White Saviours, Global Inequality and the Unsung Heroes

I have a confession to make. I was what you might call a “voluntourist” as a young man attaining his education. I’ve been out in poor communities in Asia and Africa, teaching English, playing with and taking care of kids and studying the activities of elephants and other animals for wildlife conservation research. For anyone familiar with the terms “voluntourist” and “white saviour”, you’re already familiar with the image of a privileged late-teen with no clue about the harsh realities of life outside their bubble. These romantic youths waltz into marginalised villages and dilapidated slums, they lay some bricks somewhere, paint some walls, take a selfie with some cute children and go home to rave to their friends and families about all the great work they’ve been doing abroad. Meanwhile, this is all done under the subconscious presumption that because they are from the west, they are going to add value to the communities they momentarily penetrate.



Image provided by SAIH Norway

What’s intriguing is that on some level, many (not all) locals actually buy into this presumption and welcome their would-be white saviours with open arms. The voluntourists are treated with hospitality, civility and in some cases adoration! I have no doubt that the emotional weight of these interactions is genuine and real especially for the local children who don’t know any different, it’s a beautiful thing to see people from different cultures coming together and enjoying something universal that can cross language barriers and socio-political differences. However, these positive interactions can have the unwanted side-effect of propagating the deadly assumption that western (white majority) countries are superior. In countries like Thailand, white skin is considered more beautiful, white becomes synonymous with glamorous, intelligent and, most importantly, rich.
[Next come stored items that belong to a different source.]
//! Maps runner ids (as named in a skillset's `SkillSource.runner_id`) to the `Runner`
//! implementation that serves them.

use std::collections::HashMap;
use std::sync::Arc;
use tansive_core::RuntimeError;

use crate::{McpStdioRunner, Runner, RunnerOutcome, RunnerRequest, StdioRunner, MCP_STDIO_RUNNER_ID, STDIO_RUNNER_ID};

/// Registry of runner ids to their implementations. Construct with [`RunnerRegistry::default`]
/// for the two built-in runners, or [`RunnerRegistry::new`] to start empty and register
/// implementations explicitly (useful in tests).
pub struct RunnerRegistry {
    runners: HashMap<String, Arc<dyn Runner>>,
}

impl RunnerRegistry {
    pub fn new() -> Self {
        Self { runners: HashMap::new() }
    }

    pub fn register(&mut self, runner_id: impl Into<String>, runner: Arc<dyn Runner>) {
        self.runners.insert(runner_id.into(), runner);
    }

    /// Dispatch `req` to the runner named `runner_id`. Unknown ids fail with `InvalidRunner`
    /// per the skill invocation contract's runner-selection step.
    pub async fn invoke(&self, runner_id: &str, req: RunnerRequest) -> Result<RunnerOutcome, RuntimeError> {
        let runner = self
            .runners
            .get(runner_id)
            .ok_or_else(|| RuntimeError::InvalidRunner { runner_id: runner_id.to_string() })?;
        runner.invoke(req).await
    }
}

impl Default for RunnerRegistry {
    fn default() -> Self {
        let mut registry = Self::new();
        registry.register(STDIO_RUNNER_ID, Arc::new(StdioRunner::new()));
        registry.register(MCP_STDIO_RUNNER_ID, Arc::new(McpStdioRunner::new()));
        registry
    }
}

#[cfg(test)]
mod tests {
    use super::*;

    #[tokio::test]
    async fn unknown_runner_id_fails() {
        let registry = RunnerRegistry::default();
        let req = RunnerRequest {
            invocation_id: uuid::Uuid::new_v4(),
            service_endpoint: String::new(),
            run_mode: "session".to_string(),
            session_id: uuid::Uuid::new_v4(),
            skill_name: "x".to_string(),
            input_args: serde_json::json!({}),
            session_variables: serde_json::json!({}),
            config: serde_json::json!({}),
        };
        let err = registry.invoke("system.unknown", req).await.unwrap_err();
        assert_eq!(err, RuntimeError::InvalidRunner { runner_id: "system.unknown".to_string() });
    }

    #[tokio::test]
    async fn default_registry_dispatches_stdio_runner() {
        let registry = RunnerRegistry::default();
        let req = RunnerRequest {
            invocation_id: uuid::Uuid::new_v4(),
            service_endpoint: String::new(),
            run_mode: "session".to_string(),
            session_id: uuid::Uuid::new_v4(),
            skill_name: "echo".to_string(),
            input_args: serde_json::json!({}),
            session_variables: serde_json::json!({}),
            config: serde_json::json!({"command": "cat"}),
        };
        let outcome = registry.invoke(super::STDIO_RUNNER_ID, req).await.unwrap();
        assert_eq!(outcome.exit_code, 0);
    }
}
Growing up, I can’t help but feel sad about the reality that around the world, people are taught to worship money and excess. We aspire to be like Kim and Kanye; living in luxury, switching off our brains, and perfecting our outward image without any love for what’s underneath. What a sad existence, it still baffles me that so many people want some version of that selfish and frankly meaningless lifestyle. When Kanye West and Donald Trump leave this earth, will they leave it better than how they were born into it? Will they even care?



Trump’s 2018 quote perfectly represents the exclusivity of the rich, looking down on the world’s poorest.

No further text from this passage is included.